Data products are of interest to the Aleutian Island Risk Assessment (AIRA) to help inform vessel routing recommendations along the North Pacific Great Circle Route that transits through the Aleutian archipelago (see image above). The AIRA Advisory Panel includes members with expertise in fisheries, local government, mariners (including Ed Page, Executive Director of the Marine Exchange of Alaska), NGOs, resource managers (including ABSI Coordinator Douglas Burn), and subsistence users. The AIRA Management Team includes members of the National Fish and Wildife Foundation, the Alaska Department of Environmental Conservation, and the U.S. Coast Guard.

At the April 2014 meeting of the AIRA Advisory Panel, we presented a poster that shows the distances of four major shipping routes from the nearest Aleutian islands (see image below).

AIRA Poster
Preliminary assessment of bulk carrier traffic in the ABSI region showing distances to nearest islands in the Aleutian archipelago. Use the links below to download a PDF of this poster.

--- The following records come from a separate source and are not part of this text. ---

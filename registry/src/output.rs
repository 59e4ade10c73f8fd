//! Output formatting for help documents.

use crate::error::Result;
use crate::help::{HelpDocument, MarkdownRenderer, TerminalRenderer, render};

/// Supported output formats.
#[derive(Debug, Clone, Copy, PartialEq, Eq, Default)]
pub enum OutputFormat {
    #[default]
    Terminal,
    Markdown,
    Json,
}

/// Formats a help document in the requested output format.
///
/// `color` only applies to [`OutputFormat::Terminal`].
pub fn format_help(doc: &HelpDocument, format: OutputFormat, color: bool) -> Result<String> {
    match format {
        OutputFormat::Terminal => Ok(render(doc, &TerminalRenderer::new(color)).text),
        OutputFormat::Markdown => Ok(render(doc, &MarkdownRenderer).text),
        OutputFormat::Json => Ok(serde_json::to_string_pretty(doc)? + "\n"),
    }
}
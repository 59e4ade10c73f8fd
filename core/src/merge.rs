//! First-write-wins merging of partial option configs.
//!
//! The same option may be declared from several places over the lifetime of
//! a program. [`merge_configs`] folds a new declaration into the existing one:
//! fields already present are never overwritten, absent fields are filled in,
//! and aliases accumulate as an ordered union.
//!
//! # Example
//!
//! ```
//! use command_options_core::*;
//!
//! let first = OptionConfig::number().with_description("Travel speed");
//! let second = OptionConfig::string()
//!     .with_description("ignored")
//!     .with_default(100)
//!     .with_alias("s");
//!
//! let merged = merge_configs(&first, &second);
//! assert_eq!(merged.option_type(), OptionType::Number);
//! assert_eq!(merged.description.as_deref(), Some("Travel speed"));
//! assert_eq!(merged.default, Some(OptionValue::Number(100.0)));
//! assert_eq!(merged.aliases, vec!["s".to_string()]);
//! ```

use crate::OptionConfig;

/// Merges `incoming` into `existing`, keeping every field `existing` already has.
///
/// The operation is associative and idempotent: `merge(a, a) == a` and
/// `merge(merge(a, b), c) == merge(a, merge(b, c))`.
pub fn merge_configs(existing: &OptionConfig, incoming: &OptionConfig) -> OptionConfig {
    let mut aliases = existing.aliases.clone();
    for alias in &incoming.aliases {
        if !aliases.contains(alias) {
            aliases.push(alias.clone());
        }
    }

    OptionConfig {
        description: existing
            .description
            .clone()
            .or_else(|| incoming.description.clone()),
        kind: existing.kind.or(incoming.kind),
        placeholder: existing
            .placeholder
            .clone()
            .or_else(|| incoming.placeholder.clone()),
        default: existing.default.clone().or_else(|| incoming.default.clone()),
        aliases,
        multiple: existing.multiple.or(incoming.multiple),
        required: existing.required.or(incoming.required),
        allow_empty_string: existing.allow_empty_string.or(incoming.allow_empty_string),
        collect_not_prefixed_args: existing
            .collect_not_prefixed_args
            .or(incoming.collect_not_prefixed_args),
        overload: existing.overload.or(incoming.overload),
        dev: existing.dev.or(incoming.dev),
    }
}

impl OptionConfig {
    /// In-place form of [`merge_configs`].
    pub fn merge_from(&mut self, incoming: &OptionConfig) {
        *self = merge_configs(self, incoming);
    }
}
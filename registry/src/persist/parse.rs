//! Reader for the static help document written by [`MarkdownRenderer`](crate::help::MarkdownRenderer).

use std::sync::LazyLock;

use regex::Regex;

use crate::error::StaticHelpError;
use crate::help::{
    HelpCommand, HelpContext, HelpDocument, HelpEntry, OPTIONAL_TITLE, REQUIRED_TITLE, unescape_line,
};

static ENTRY_PATTERN: LazyLock<Regex> =
    LazyLock::new(|| Regex::new(r"^\*\s+`([^`]+)`\s*(.*)$").expect("static regex must compile"));

/// Indent of further description lines of an entry.
const CONTINUATION_INDENT: &str = "  ";

static DEFAULT_PATTERN: LazyLock<Regex> = LazyLock::new(|| {
    Regex::new(r"^(.*?)\s*\(default: (.*)\)$").expect("static regex must compile")
});

#[derive(Debug, Default)]
struct Parser {
    doc: HelpDocument,
    preamble: Vec<String>,
    context: Option<HelpContext>,
    description: Vec<String>,
    /// Description lines are still accepted for the current context.
    in_description: bool,
    command: String,
    required: bool,
    /// Entry still accepting indented description lines.
    entry: Option<HelpEntry>,
    /// Blank lines seen since the last line of `entry`.
    blank_lines: usize,
}

impl Parser {
    fn finish_context(&mut self) {
        self.finish_entry();
        if let Some(mut context) = self.context.take() {
            context.description = paragraph(&self.description);
            self.doc.contexts.push(context);
        }
        self.description.clear();
    }

    fn start_context(&mut self, name: &str) {
        self.finish_context();
        self.context = Some(HelpContext {
            name: name.trim().to_string(),
            ..HelpContext::default()
        });
        self.in_description = true;
        self.command.clear();
        self.required = true;
    }

    fn current_context(&mut self, line_no: usize, line: &str) -> Result<&mut HelpContext, StaticHelpError> {
        self.context
            .as_mut()
            .ok_or_else(|| malformed(line_no, line, "outside of a context section"))
    }

    /// Files the pending entry under the current command and section.
    fn finish_entry(&mut self) {
        self.blank_lines = 0;
        let Some(mut entry) = self.entry.take() else {
            return;
        };
        split_default(&mut entry);

        let command = self.command.clone();
        let required = self.required;
        // Entries are only started inside a context.
        let Some(context) = self.context.as_mut() else {
            return;
        };
        let index = match context.commands.iter().position(|c| c.name == command) {
            Some(index) => index,
            None => {
                context.commands.push(HelpCommand {
                    name: command,
                    ..HelpCommand::default()
                });
                context.commands.len() - 1
            }
        };
        let target = &mut context.commands[index];
        if required {
            target.required.push(entry);
        } else {
            target.optional.push(entry);
        }
    }

    /// Appends an indented line to the pending entry's description.
    fn continue_entry(&mut self, line: &str) -> bool {
        let Some(entry) = self.entry.as_mut() else {
            return false;
        };
        if line.trim().is_empty() {
            self.blank_lines += 1;
            return true;
        }
        let Some(rest) = line.strip_prefix(CONTINUATION_INDENT) else {
            return false;
        };
        let description = entry.description.get_or_insert_with(String::new);
        description.push_str(&"\n".repeat(self.blank_lines + 1));
        description.push_str(rest);
        self.blank_lines = 0;
        true
    }

    fn line(&mut self, line_no: usize, line: &str) -> Result<(), StaticHelpError> {
        if self.continue_entry(line) {
            return Ok(());
        }
        self.finish_entry();

        if let Some(name) = line.strip_prefix("## ") {
            self.start_context(name);
            return Ok(());
        }

        if let Some(command) = line.strip_prefix("### ") {
            self.current_context(line_no, line)?;
            self.in_description = false;
            self.command = command.trim().to_string();
            self.required = true;
            return Ok(());
        }

        match line.trim_end() {
            REQUIRED_TITLE | OPTIONAL_TITLE => {
                self.current_context(line_no, line)?;
                self.in_description = false;
                self.required = line.trim_end() == REQUIRED_TITLE;
                return Ok(());
            }
            _ => {}
        }

        if line.starts_with('*') {
            self.in_description = false;
            self.current_context(line_no, line)?;
            let entry = parse_entry(line).ok_or_else(|| malformed(line_no, line, "unrecognised entry"))?;
            self.entry = Some(entry);
            return Ok(());
        }

        if self.context.is_none() {
            self.preamble.push(unescape_line(line).to_string());
        } else if self.in_description {
            self.description.push(unescape_line(line).to_string());
        } else if !line.trim().is_empty() {
            return Err(malformed(line_no, line, "unexpected text"));
        }
        Ok(())
    }
}

fn malformed(line_no: usize, line: &str, reason: &str) -> StaticHelpError {
    StaticHelpError::Malformed(format!("line {line_no}: {reason}: {line:?}"))
}

/// Joins lines, dropping blank lines at either end.
fn paragraph(lines: &[String]) -> Option<String> {
    let start = lines.iter().position(|l| !l.trim().is_empty())?;
    let end = lines.iter().rposition(|l| !l.trim().is_empty())?;
    Some(lines[start..=end].join("\n"))
}

/// Moves a trailing `(default: ...)` annotation into `entry.default`.
///
/// Only the last description line can carry the annotation.
fn split_default(entry: &mut HelpEntry) {
    let Some(text) = entry.description.take() else {
        return;
    };
    let (head, last) = match text.rsplit_once('\n') {
        Some((head, last)) => (Some(head), last),
        None => (None, text.as_str()),
    };
    let last = match DEFAULT_PATTERN.captures(last) {
        Some(default) => {
            entry.default = Some(default[2].to_string());
            default[1].to_string()
        }
        None => last.to_string(),
    };
    let description = match head {
        Some(head) => format!("{head}\n{last}"),
        None => last,
    };
    entry.description = Some(description).filter(|d| !d.is_empty());
}

/// Parses the first line of an entry, `` * `-t, --time TIME` When to travel ``.
///
/// The description is kept verbatim until the entry is complete.
fn parse_entry(line: &str) -> Option<HelpEntry> {
    let captures = ENTRY_PATTERN.captures(line)?;
    let mut entry = HelpEntry::default();

    for token in captures[1].split(',') {
        let mut words = token.split_whitespace();
        let form = words.next().filter(|f| f.starts_with('-'))?;
        entry.names.push(form.to_string());
        if let Some(placeholder) = words.next() {
            entry.placeholder = Some(placeholder.to_string());
        }
        if words.next().is_some() {
            return None;
        }
    }

    entry.description = Some(captures[2].trim_end().to_string());
    Some(entry)
}

/// Parses a static help document.
///
/// Text before the first `## ` section is the program description; each
/// section is a context, `### ` starts a sub-command and `Required:` /
/// `Optional:` switch the required flag of the entries that follow.
///
/// # Errors
///
/// Returns [`StaticHelpError::Malformed`] for any line that fits none of
/// these forms.
pub fn parse_markdown(text: &str) -> Result<HelpDocument, StaticHelpError> {
    let mut parser = Parser {
        required: true,
        ..Parser::default()
    };
    for (index, line) in text.lines().enumerate() {
        parser.line(index + 1, line)?;
    }
    parser.finish_entry();
    parser.finish_context();
    parser.doc.description = paragraph(&parser.preamble);
    Ok(parser.doc)
}
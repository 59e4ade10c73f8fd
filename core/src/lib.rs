//! Option configuration model, merging, validation and value coercion.
//!
//! This crate defines the pieces of command-line option handling that need
//! no I/O and no process state:
//!
//! - [`OptionConfig`]: a partial option declaration (type, aliases,
//!   default, required/multiple flags, …) with defaulting accessors.
//! - [`OptionSet`]: an ordered batch of declarations keyed by name.
//! - [`RawValue`] / [`OptionValue`]: tokenizer output and typed values.
//!
//! Merging ([`merge_configs`]) folds repeated declarations of the same
//! option together, first write wins per field.
//!
//! Validation ([`validate_config`]) catches declaration mistakes such as
//! dashed names or defaults that disagree with the declared type.
//!
//! Coercion ([`coerce`]) turns raw values into typed ones and enforces the
//! required and empty-string rules.
//!
//! # Example
//!
//! ```
//! use std::path::Path;
//! use command_options_core::*;
//!
//! let options = OptionSet::new()
//!     .with("speed", OptionConfig::number().with_default(100))
//!     .with("traveler", OptionConfig::string().multiple().required());
//!
//! let env = CoercionEnv { cwd: Path::new("/"), mode: CoercionMode::Execute };
//! let speed = options.get("speed").unwrap();
//! assert!(validate_config("speed", speed).is_empty());
//! assert_eq!(
//!     coerce("speed", Some(&RawValue::from("4000")), speed, None, &env).unwrap(),
//!     Some(OptionValue::Number(4000.0)),
//! );
//! ```

mod coerce;
mod merge;
mod types;
mod validate;

pub use coerce::{CoercionEnv, CoercionError, CoercionMode, coerce, resolve_url};
pub use merge::merge_configs;
pub use types::*;
pub use validate::{ConfigIssue, validate_config};
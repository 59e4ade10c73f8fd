//! End-to-end declaration and resolution flows across several contexts.

use std::path::PathBuf;

use command_options_core::{OptionConfig, OptionSet};
use command_options_registry::{
    Capture, ConfigError, EXIT_GENERATED_HELP, EXIT_HELP, Mode, OptionsError, Session,
    SessionConfig, ValidationError, help::strip_ansi,
};

fn session(args: &[&str]) -> Session {
    Session::new(
        args.iter().map(|a| a.to_string()).collect(),
        PathBuf::from("/home/user/project"),
        SessionConfig::default(),
    )
}

fn time_machine_options() -> OptionSet {
    OptionSet::new()
        .with(
            "time",
            OptionConfig::string()
                .with_alias("t")
                .with_description("When to travel")
                .required(),
        )
        .with(
            "traveler",
            OptionConfig::string()
                .with_description("Who is travelling")
                .required()
                .multiple(),
        )
        .with(
            "location",
            OptionConfig::string()
                .with_description("Where to go")
                .with_default("X"),
        )
}

fn advanced_options() -> OptionSet {
    OptionSet::new()
        .with(
            "speed",
            OptionConfig::number()
                .with_description("Travel speed")
                .with_default(100),
        )
        .with(
            "backup-location",
            OptionConfig::url().with_description("Where to keep backups"),
        )
}

#[test]
fn test_top_level_and_command_from_separate_contexts() {
    let mut s = session(&[
        "--time",
        "June 28, 2009",
        "--traveler",
        "A",
        "--traveler",
        "B",
    ]);
    let time_machine = s.context("Time Machine");
    let advanced = s.context("Advanced Travel");

    let values = s
        .options(time_machine, "", &time_machine_options(), true)
        .unwrap()
        .unwrap();
    assert_eq!(values.str("time"), Some("June 28, 2009"));
    assert_eq!(values.strings("traveler"), vec!["A", "B"]);
    assert_eq!(values.str("location"), Some("X"));

    let command = s.options(advanced, "advanced", &advanced_options(), false).unwrap();
    assert!(command.is_none());
    assert!(s.warnings().is_empty());
}

#[test]
fn test_command_invocation_resolves_urls_against_cwd() {
    let mut s = session(&["advanced", "--speed", "4000", "--backup-location", "../backups/"]);
    let advanced = s.context("Advanced Travel");
    let values = s
        .options(advanced, "advanced", &advanced_options(), false)
        .unwrap()
        .unwrap();

    assert_eq!(values.number("speed"), Some(4000.0));
    assert_eq!(
        values.url("backup-location").unwrap().to_file_path().unwrap(),
        PathBuf::from("/home/user/backups/")
    );
}

#[test]
fn test_lock_law() {
    let mut s = session(&[]);
    let a = s.context("A");
    let b = s.context("B");
    s.declare(a, "", &OptionSet::new(), false).unwrap();

    let err = s
        .register_option(b, "", "verbose", &OptionConfig::boolean())
        .unwrap_err();
    assert!(matches!(
        err,
        OptionsError::Config(ConfigError::ScopeLocked { .. })
    ));
    assert_eq!(err.exit_code(), 2);
}

#[test]
fn test_locked_command_rejects_other_contexts() {
    let mut s = session(&["advanced", "--speed", "1"]);
    let a = s.context("A");
    let b = s.context("B");
    s.options(a, "advanced", &advanced_options(), false).unwrap();

    let err = s
        .options(b, "advanced", &OptionSet::new().with("mode", OptionConfig::string()), true)
        .unwrap_err();
    assert_eq!(
        err.to_string(),
        "cannot add mode to command advanced from B: command is locked by A"
    );
}

#[test]
fn test_strict_context_reports_the_typed_alias() {
    let mut s = session(&["-t", "now", "--traveler", "A", "--speed", "4"]);
    let ctx = s.context("Time Machine");
    let err = s.options(ctx, "", &time_machine_options(), false).unwrap_err();
    assert!(matches!(
        err,
        OptionsError::Validation(ValidationError::UnknownOption(ref token)) if token == "--speed"
    ));
    assert_eq!(err.exit_code(), 1);
}

#[test]
fn test_invalid_number_names_supplied_alias() {
    let mut s = session(&["-s", "fast"]);
    let ctx = s.context("A");
    let options = OptionSet::new().with("speed", OptionConfig::number().with_alias("s"));
    let err = s.options(ctx, "", &options, true).unwrap_err();
    assert_eq!(err.to_string(), "invalid number for -s: \"fast\"");
}

#[test]
fn test_repeated_declarations_merge_across_calls() {
    let mut s = session(&["--time", "now", "--traveler", "A"]);
    let ctx = s.context("Time Machine");
    s.declare(
        ctx,
        "",
        &OptionSet::new().with("time", OptionConfig::string().with_alias("when")),
        true,
    )
    .unwrap();

    let values = s.options(ctx, "", &time_machine_options(), true).unwrap().unwrap();
    assert_eq!(values.str("time"), Some("now"));

    let time = s.get(ctx).option("", "time").unwrap();
    assert_eq!(time.aliases, vec!["when".to_string(), "t".to_string()]);
    assert_eq!(time.description.as_deref(), Some("When to travel"));
}

#[test]
fn test_duplicate_names_warn_but_continue() {
    let mut s = session(&["--verbose"]);
    let a = s.context("Logging");
    let b = s.context("Diagnostics");
    let verbose = OptionSet::new().with("verbose", OptionConfig::boolean().with_alias("v"));

    assert!(s.options(a, "", &verbose, true).unwrap().unwrap().flag("verbose"));
    assert!(s.options(b, "", &verbose, true).unwrap().unwrap().flag("verbose"));

    let warned: Vec<_> = s.warnings().iter().map(|w| w.name.as_str()).collect();
    assert_eq!(warned, vec!["verbose", "v"]);
}

#[test]
fn test_help_mode_collects_without_failing() {
    let mut s = session(&["--help"]);
    assert_eq!(s.mode(), Mode::ShowHelp);
    s.set_description("Travel through time.");

    let ctx = s.context("Time Machine");
    let values = s.options(ctx, "", &time_machine_options(), false).unwrap().unwrap();
    assert!(values.str("time").is_none());

    s.defer(|s| {
        let advanced = s.context("Advanced Travel");
        s.declare(advanced, "advanced", &advanced_options(), true)
    });

    let Capture::Exit { code, output } = s.capture().unwrap() else {
        panic!("help mode must exit");
    };
    assert_eq!(code, EXIT_HELP);
    let output = strip_ansi(output.as_deref().unwrap()).into_owned();
    assert!(output.starts_with("Travel through time.\n"));

    let advanced = output.find("Advanced Travel").unwrap();
    let time_machine = output.find("Time Machine").unwrap();
    let general = output.find("General Options").unwrap();
    assert!(advanced < time_machine && time_machine < general);
    assert!(output.contains("-t, --time"));
    assert!(output.contains("(default: 100)"));
    assert!(!output.contains("generate-help"));
}

#[test]
fn test_generate_mode_writes_document_once() {
    let dir = tempfile::tempdir().unwrap();
    let config = SessionConfig::default()
        .with_help_file_override(Some(dir.path().join("RUN.md").display().to_string()));
    let mut s = Session::new(vec!["--generate-help".into()], dir.path().to_path_buf(), config);

    let ctx = s.context("Time Machine");
    s.options(ctx, "", &time_machine_options(), true).unwrap();
    s.options(ctx, "advanced", &advanced_options(), true).unwrap();
    assert!(s.generation_pending());

    let capture = s.capture().unwrap();
    assert_eq!(
        capture,
        Capture::Exit {
            code: EXIT_GENERATED_HELP,
            output: None
        }
    );
    assert!(!s.generation_pending());

    let text = std::fs::read_to_string(dir.path().join("RUN.md")).unwrap();
    assert!(text.starts_with("## Time Machine\n"));
    assert!(text.contains("### advanced"));
    assert!(text.contains("* `--speed` Travel speed (default: 100)"));
}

These results helped inform an application from the U.S. Coast Guard to the International Maritime Organization (IMO) for the establishment of five Areas to be Avoided (ATBAs). The proposal was approved by the Maritime Safety Committee of the IMO on June 12, 2015 (see image below). These recommendatory ATBAs went into effect on January 1, 2016, and will be included on all new nautical charts produced after that date.

Areas to Be Avoided

The suggested routes that keep vessels outside the ATBAs (shown in green above) will reduce the potential risk to seabird colonies by 17%, and to endangered Steller sea lion rookeries and haulouts by 21%, while adding less than 1% to the overall distance of the voyage between the Pacific Northwest and Asia.

Future Directions for this Study

We have received additional funding and support for a modeling effort that will predict where vessels that lose power might drift in the complex currents and wind fields of the Aleutians. Working with NOAA’s Office of Response and Restoration and other partners we hope to provide a better picture that managers and communities can use to inform vessel routing and spill response planning efforts.

The lessons learned from our analysis of marine vessel traffic in the Aleutians can readily be applied to other areas, such as the Bering Strait, where diminishing sea ice is allowing for increased shipping traffic along the Northern Sea Route and Northwest Passage. Work has begun on development of an agent-based simulation network that can be used to model future vessel traffic scenarios.

Landscape-scale stressor(s) addressed by this project: Marine vessel traffic.